Building data platforms and deliverying advanced analytical services in the new age of data intelligence can be a daunting task. It’s not really helping with all the tools and methodologies that we know we can use. Therefore, a reference architecture is needed to provide guidelines for the process design and best practices for advanced analytics, so we can not only meet the business requirement, but also bring more value to the business.
1. Architectural Guidance
- The architecture should cover all building blocks including the following: Data Infrastructure, Data Engineering, Traditional Business Intelligence, and Advanced Analytics. Within Advanced Analytics, we should include machine learning, deep learning, data science, predictive analytics, and the operationalization of models.
- One of the first steps should be finding the gaps between current infrastructure, tools, technologies and the end state environment.
- We need to create a unified approach to both structured and unstructured data. It’s perfectly fine to maintain two different environments for structured and unstructured data, although both systems will look more and more close to each other.
- Rome is not built in one night. We need to first build a road map, with budget in mind, on how the organization can get to the end state, adept and/or pivot whenever needed along the way.
2. Best Practices
- There is never one best solution for all. A different scenario will have its very own best approach. However, we can create standard approaches for different categories. Creating best practices for different categories or industries and make them options, it is by itself a best practice.
- Things we need to consider when suggesting a best practice includes company size, current infrastructure, skillsets of existing IT personnel.
3. Framework for Solutions.
- A reference architecture for Advanced Analytics is depicted in the following diagram. On the bottom of the picture are the data sources, divided into structured and unstructured categories. Structured data are mostly operational data from existing ERP, CRM, Accounting, and any other systems that create the transactions for the business. They are handled by relational databases RDBMS such as Oracle, Teradata, and MS SqlServer. The RDBMS can be used as the backend for applications which produce these transactions, and they are called OLTP – online transactional processing system. Periodically the transactional data will be copied over to data stores for analytical and reporting purpose. These data stores are also built on RDBMS, and they are called OLAP – online analytcal processing sytem. On top of data warehouse is business intelligence and data visualization. We have quite a few powerful tools to support this capability.

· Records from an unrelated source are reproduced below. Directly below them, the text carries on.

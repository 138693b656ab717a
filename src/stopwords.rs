//! Fixed stopword sets used when vectorizing post titles.

use std::collections::HashSet;

use crate::config::StopWordLanguage;

/// Common English function words, matching the list most TF-IDF tooling ships.
pub const ENGLISH: &[&str] = &[
    "a", "about", "above", "across", "after", "afterwards", "again", "against", "all", "almost",
    "alone", "along", "already", "also", "although", "always", "am", "among", "amongst",
    "amoungst", "amount", "an", "and", "another", "any", "anyhow", "anyone", "anything", "anyway",
    "anywhere", "are", "around", "as", "at", "back", "be", "became", "because", "become",
    "becomes", "becoming", "been", "before", "beforehand", "behind", "being", "below", "beside",
    "besides", "between", "beyond", "bill", "both", "bottom", "but", "by", "call", "can",
    "cannot", "cant", "co", "con", "could", "couldnt", "cry", "de", "describe", "detail", "do",
    "done", "down", "due", "during", "each", "eg", "eight", "either", "eleven", "else",
    "elsewhere", "empty", "enough", "etc", "even", "ever", "every", "everyone", "everything",
    "everywhere", "except", "few", "fifteen", "fifty", "fill", "find", "fire", "first", "five",
    "for", "former", "formerly", "forty", "found", "four", "from", "front", "full", "further",
    "get", "give", "go", "had", "has", "hasnt", "have", "he", "hence", "her", "here",
    "hereafter", "hereby", "herein", "hereupon", "hers", "herself", "him", "himself", "his",
    "how", "however", "hundred", "i", "ie", "if", "in", "inc", "indeed", "interest", "into",
    "is", "it", "its", "itself", "keep", "last", "latter", "latterly", "least", "less", "ltd",
    "made", "many", "may", "me", "meanwhile", "might", "mill", "mine", "more", "moreover",
    "most", "mostly", "move", "much", "must", "my", "myself", "name", "namely", "neither",
    "never", "nevertheless", "next", "nine", "no", "nobody", "none", "noone", "nor", "not",
    "nothing", "now", "nowhere", "of", "off", "often", "on", "once", "one", "only", "onto", "or",
    "other", "others", "otherwise", "our", "ours", "ourselves", "out", "over", "own", "part",
    "per", "perhaps", "please", "put", "rather", "re", "same", "see", "seem", "seemed",
    "seeming", "seems", "serious", "several", "she", "should", "show", "side", "since",
    "sincere", "six", "sixty", "so", "some", "somehow", "someone", "something", "sometime",
    "sometimes", "somewhere", "still", "such", "system", "take", "ten", "than", "that", "the",
    "their", "them", "themselves", "then", "thence", "there", "thereafter", "thereby",
    "therefore", "therein", "thereupon", "these", "they", "thick", "thin", "third", "this",
    "those", "though", "three", "through", "throughout", "thru", "thus", "to", "together", "too",
    "top", "toward", "towards", "twelve", "twenty", "two", "un", "under", "until", "up", "upon",
    "us", "very", "via", "was", "we", "well", "were", "what", "whatever", "when", "whence",
    "whenever", "where", "whereafter", "whereas", "whereby", "wherein", "whereupon", "wherever",
    "whether", "which", "while", "whither", "who", "whoever", "whole", "whom", "whose", "why",
    "will", "with", "within", "without", "would", "yet", "you", "your", "yours", "yourself",
    "yourselves",
];

/// Lowercase stopword lookup.
#[derive(Debug, Clone, Default)]
pub struct StopWords {
    words: HashSet<String>,
}

impl StopWords {
    pub fn for_language(language: StopWordLanguage) -> Self {
        match language {
            StopWordLanguage::English => Self::new(ENGLISH.iter().copied()),
            StopWordLanguage::None => Self::default(),
        }
    }

    pub fn new<'a, I: IntoIterator<Item = &'a str>>(words: I) -> Self {
        Self {
            words: words.into_iter().map(str::to_lowercase).collect(),
        }
    }

    #[inline]
    pub fn contains(&self, token: &str) -> bool {
        self.words.contains(token)
    }

    pub fn len(&self) -> usize {
        self.words.len()
    }

    pub fn is_empty(&self) -> bool {
        self.words.is_empty()
    }
}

- On the right side, where the unstructured data is processed, that’s the big data world. Just as for structured data, there is a variety of tools that we can use for ETL (Extract-Transform-Load) of the data into selected data platforms, which include Hadoop, NoSQL, and all those cloud based storage systems. Data is ingested into these filesystem based data stores, and is then processed by multiple analytical tools. The analytical results are either fed to the data visualization tools, or operationalized by APIs created using all kinds of technology.
- Demanding for streaming process is also growing tremendously, which requires real-time or near real-time analytics of vast amount of data to identify treads, find anomalies, and predict results. A few tools that can be used in this category is recommended.
4. The tools I recommend for multiple data processing purposes are listed as follows. (So they can be search-engine-friendly, even though they are all listed in the picture above.)
- Data Ingestion (Paxata, Pentaho, Talend, informatica…)
- Data Storage (Cloudera, Hortonworks, MapR Hadoop, Cassandra, HBase, MongoDB, S3, Google CloudPlatform…)
- Data Analytics (Python, R, H2O (ML and DL), TensorFlow (GPU optional), Databricks/Spark, Gaffe (GPU), Torch (GPU) for for deep learning of image and sound)
- Data Visualization (Tableau, Qlikview, Cisco DV…)